Big Data

Using Machine Learning to Stop Fake News

Bill Schmarzo By Bill Schmarzo CTO, Dell EMC Services (aka “Dean of Big Data”) July 17, 2017

Given all the brilliant things that are happening today with machine learning and artificial intelligence, I just don’t understand why “fake news” is still an issue. I think the solution is right in front of us; that is, if social media networks are really serious about addressing this problem.

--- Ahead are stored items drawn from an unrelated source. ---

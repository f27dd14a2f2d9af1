//! Flattened dependency forest for tree rendering

use crate::types::{Dependency, DependencyTreeEntry, Ecosystem};
use std::collections::{BTreeMap, BTreeSet};

/// One package version in the forest
#[derive(Debug, Clone, PartialEq, Eq, PartialOrd, Ord)]
struct Node {
    ecosystem: Ecosystem,
    name: String,
    version: String,
    /// Name transitive sources use for this package (differs for aliases)
    package: String,
}

impl Node {
    fn of(dep: &Dependency, version: &str) -> Self {
        Self {
            ecosystem: dep.ecosystem,
            name: dep.name.clone(),
            version: version.to_string(),
            package: dep.package_name().to_string(),
        }
    }

    fn parent_key(&self) -> ParentKey {
        (
            self.ecosystem,
            self.ecosystem.normalize_name(&self.package),
            self.version.clone(),
        )
    }
}

/// (ecosystem, normalized name, version) of a parent package
type ParentKey = (Ecosystem, String, String);

/// Pre-order rows of the dependency forest.
///
/// Roots are the direct dependencies (one per name and resolved version),
/// sorted by ecosystem then name; `filter` keeps roots of one ecosystem.
/// Children follow transitive edges down to `max_depth` levels below the
/// roots. A package version already on the current branch is not repeated,
/// so cycles end while diamonds still appear under every parent.
pub fn build_tree(
    dependencies: &[Dependency],
    max_depth: usize,
    filter: Option<Ecosystem>,
) -> Vec<DependencyTreeEntry> {
    let children = child_index(dependencies);

    let mut seen = BTreeSet::new();
    let mut roots: Vec<(Node, bool)> = Vec::new();
    for dep in dependencies {
        if filter.is_some_and(|eco| eco != dep.ecosystem) {
            continue;
        }
        for entry in dep.direct_versions() {
            let node = Node::of(dep, &entry.resolved);
            if seen.insert(node.clone()) {
                let is_dev = entry.source.group().is_some_and(|g| g.is_dev());
                roots.push((node, is_dev));
            }
        }
    }
    roots.sort_by(|(a, _), (b, _)| {
        (a.ecosystem.as_str(), &a.name, &a.version).cmp(&(b.ecosystem.as_str(), &b.name, &b.version))
    });

    let mut rows = Vec::new();
    let count = roots.len();
    for (idx, (node, is_dev)) in roots.into_iter().enumerate() {
        let walker = Walker {
            children: &children,
            max_depth,
            is_dev,
        };
        walker.visit(&node, 0, idx + 1 == count, Vec::new(), BTreeSet::new(), &mut rows);
    }
    rows
}

/// Parent package → child nodes, from transitive sources
fn child_index(dependencies: &[Dependency]) -> BTreeMap<ParentKey, BTreeSet<Node>> {
    let mut index: BTreeMap<ParentKey, BTreeSet<Node>> = BTreeMap::new();
    for dep in dependencies {
        for entry in &dep.versions {
            if let Some((ecosystem, parent, parent_version)) = entry.source.parent_of(dep.ecosystem) {
                index
                    .entry((ecosystem, ecosystem.normalize_name(parent), parent_version.to_string()))
                    .or_default()
                    .insert(Node::of(dep, &entry.resolved));
            }
        }
    }
    index
}

struct Walker<'a> {
    children: &'a BTreeMap<ParentKey, BTreeSet<Node>>,
    max_depth: usize,
    is_dev: bool,
}

impl Walker<'_> {
    /// Children of `node` not already on the branch, sorted by name then version
    fn next_level(&self, node: &Node, branch: &BTreeSet<Node>) -> Vec<&Node> {
        let mut next: Vec<&Node> = self
            .children
            .get(&node.parent_key())
            .into_iter()
            .flatten()
            .filter(|child| !branch.contains(*child))
            .collect();
        next.sort_by(|a, b| {
            (&a.name, &a.version, a.ecosystem.as_str()).cmp(&(&b.name, &b.version, b.ecosystem.as_str()))
        });
        next
    }

    fn visit(
        &self,
        node: &Node,
        depth: usize,
        is_last: bool,
        ancestor_is_last_flags: Vec<bool>,
        mut branch: BTreeSet<Node>,
        rows: &mut Vec<DependencyTreeEntry>,
    ) {
        branch.insert(node.clone());
        let next = if depth < self.max_depth {
            self.next_level(node, &branch)
        } else {
            Vec::new()
        };

        rows.push(DependencyTreeEntry {
            name: node.name.clone(),
            version: node.version.clone(),
            ecosystem: node.ecosystem,
            is_dev_dependency: self.is_dev,
            depth,
            is_last,
            has_children: !next.is_empty(),
            ancestor_is_last_flags: ancestor_is_last_flags.clone(),
        });

        let mut flags = ancestor_is_last_flags;
        flags.push(is_last);
        let count = next.len();
        for (idx, child) in next.into_iter().enumerate() {
            // Each sibling gets its own copy of the branch
            self.visit(child, depth + 1, idx + 1 == count, flags.clone(), branch.clone(), rows);
        }
    }
}
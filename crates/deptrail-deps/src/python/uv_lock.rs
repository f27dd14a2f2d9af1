//! uv.lock parser

use crate::lockfile::{LockEdge, LockedPackage, LockfileData, RootPackage};
use crate::toml_subset;
use crate::traits::LockfileParser;
use crate::types::Ecosystem;
use serde_json::Value;
use tracing::debug;

/// uv.lock parser
#[derive(Debug, Clone, Copy, Default)]
pub struct UvLockParser;

impl UvLockParser {
    /// Create a new uv.lock parser
    pub fn new() -> Self {
        Self
    }
}

impl LockfileParser for UvLockParser {
    fn file_name(&self) -> &'static str {
        "uv.lock"
    }

    fn parse_lockfile(&self, text: &str) -> LockfileData {
        let mut data = LockfileData::new(self.file_name());
        let doc = toml_subset::parse(text);
        let Some(packages) = doc.get("package").and_then(Value::as_array) else {
            debug!("uv.lock has no [[package]] tables");
            return data;
        };

        for package in packages {
            let (Some(name), Some(version)) = (
                package.get("name").and_then(Value::as_str),
                package.get("version").and_then(Value::as_str),
            ) else {
                continue;
            };

            if is_project_root(package) {
                if data.root.is_some() {
                    debug!(name, "ignoring second workspace root in uv.lock");
                    continue;
                }
                let mut edges = edges_of(package.get("dependencies"));
                for group in ["optional-dependencies", "dev-dependencies"] {
                    for list in group_lists(package.get(group)) {
                        edges.extend(edges_of(Some(list)));
                    }
                }
                apply_declared_specifiers(&mut edges, package);
                data.root = Some(RootPackage {
                    name: Some(name.to_string()),
                    dependencies: edges,
                });
                continue;
            }

            let mut locked = LockedPackage::new(Ecosystem::Pypi, name, version);
            locked.dependencies = edges_of(package.get("dependencies"));
            for list in group_lists(package.get("optional-dependencies")) {
                for edge in edges_of(Some(list)) {
                    if !locked.dependencies.contains(&edge) {
                        locked.dependencies.push(edge);
                    }
                }
            }
            data.insert(locked);
        }

        data
    }
}

/// `source = { virtual = "." }` or `source = { editable = "." }`
fn is_project_root(package: &Value) -> bool {
    let Some(source) = package.get("source") else {
        return false;
    };
    ["virtual", "editable"]
        .iter()
        .any(|kind| source.get(*kind).and_then(Value::as_str) == Some("."))
}

/// `[{ name = "x" }, { name = "y", version = "1.0" }]`
fn edges_of(list: Option<&Value>) -> Vec<LockEdge> {
    let mut edges: Vec<LockEdge> = Vec::new();
    for item in list.and_then(Value::as_array).into_iter().flatten() {
        let Some(name) = item.get("name").and_then(Value::as_str) else {
            continue;
        };
        let mut edge = LockEdge::new(Ecosystem::Pypi, name);
        if let Some(version) = item.get("version").and_then(Value::as_str) {
            edge = edge.with_version(version);
        }
        // The same package appears once per extra (`{ name = "x", extra = ["y"] }`)
        if !edges.iter().any(|e| e.name == edge.name && e.version == edge.version) {
            edges.push(edge);
        }
    }
    edges
}

fn group_lists(table: Option<&Value>) -> impl Iterator<Item = &Value> {
    table.and_then(Value::as_object).into_iter().flat_map(|map| map.values())
}

/// Copy the declared ranges from `[package.metadata]` onto the root edges
fn apply_declared_specifiers(edges: &mut [LockEdge], package: &Value) {
    let Some(metadata) = package.get("metadata") else {
        return;
    };
    let requires_dist = metadata.get("requires-dist").and_then(Value::as_array);
    let dev_groups = group_lists(metadata.get("requires-dev")).filter_map(Value::as_array);

    for declared in requires_dist.into_iter().chain(dev_groups).flatten() {
        let (Some(name), Some(specifier)) = (
            declared.get("name").and_then(Value::as_str),
            declared.get("specifier").and_then(Value::as_str),
        ) else {
            continue;
        };
        let key = Ecosystem::Pypi.normalize_name(name);
        for edge in edges.iter_mut() {
            if edge.requirement.is_none() && Ecosystem::Pypi.normalize_name(&edge.name) == key {
                edge.requirement = Some(specifier.to_string());
            }
        }
    }
}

Facebook is one of the biggest culprits in tolerating fake news, and that probably has a lot to do with the “economics of social engagement.” An article titled “Future of Social Media” summarizes the challenge nicely:

“While it’s great that everyone and her brother has access to create content online, offering a more diverse and thriving online market, this also generates stronger competition for your content to break through the clutter and be seen.

In fact, there will be a time in which the amount of content internet users can consume will be outweighed by the amount of content produced. Schaefer calls this “Content Shock” which, unfortunately, is uneconomical.”

Figure 1 shows the area of “Content Shock,” when the ability to create content outstrips the ability for humans to consume it.

Economic Content and Reason for Machine Learning

Figure 1: Economics of Content and “Content Shock”

The article recommends to “create content that will stand out” in order to draw attention and create engagement. Well, nothing draws attention and creates engagement like “fake news”. For example, here are some examples of fake news articles and the number of Facebook engagements each of these articles drove[1]:

  • “Pope Francis shocks world, endorses Donald Trump for president” – 960,000 Facebook engagements
  • “WikiLeaks confirms Hillary sold weapons to ISIS … Then drops another bombshell” – 789,000 Facebook engagements
  • “FBI agent suspected in Hillary email leaks found dead in apartment murder-suicide” – 567,000 Facebook engagements

That’s an awful lot of Facebook engagements with news that isn’t true, but the “news” certainly does “stand out” in the crowded content space and it certainly does drive engagement.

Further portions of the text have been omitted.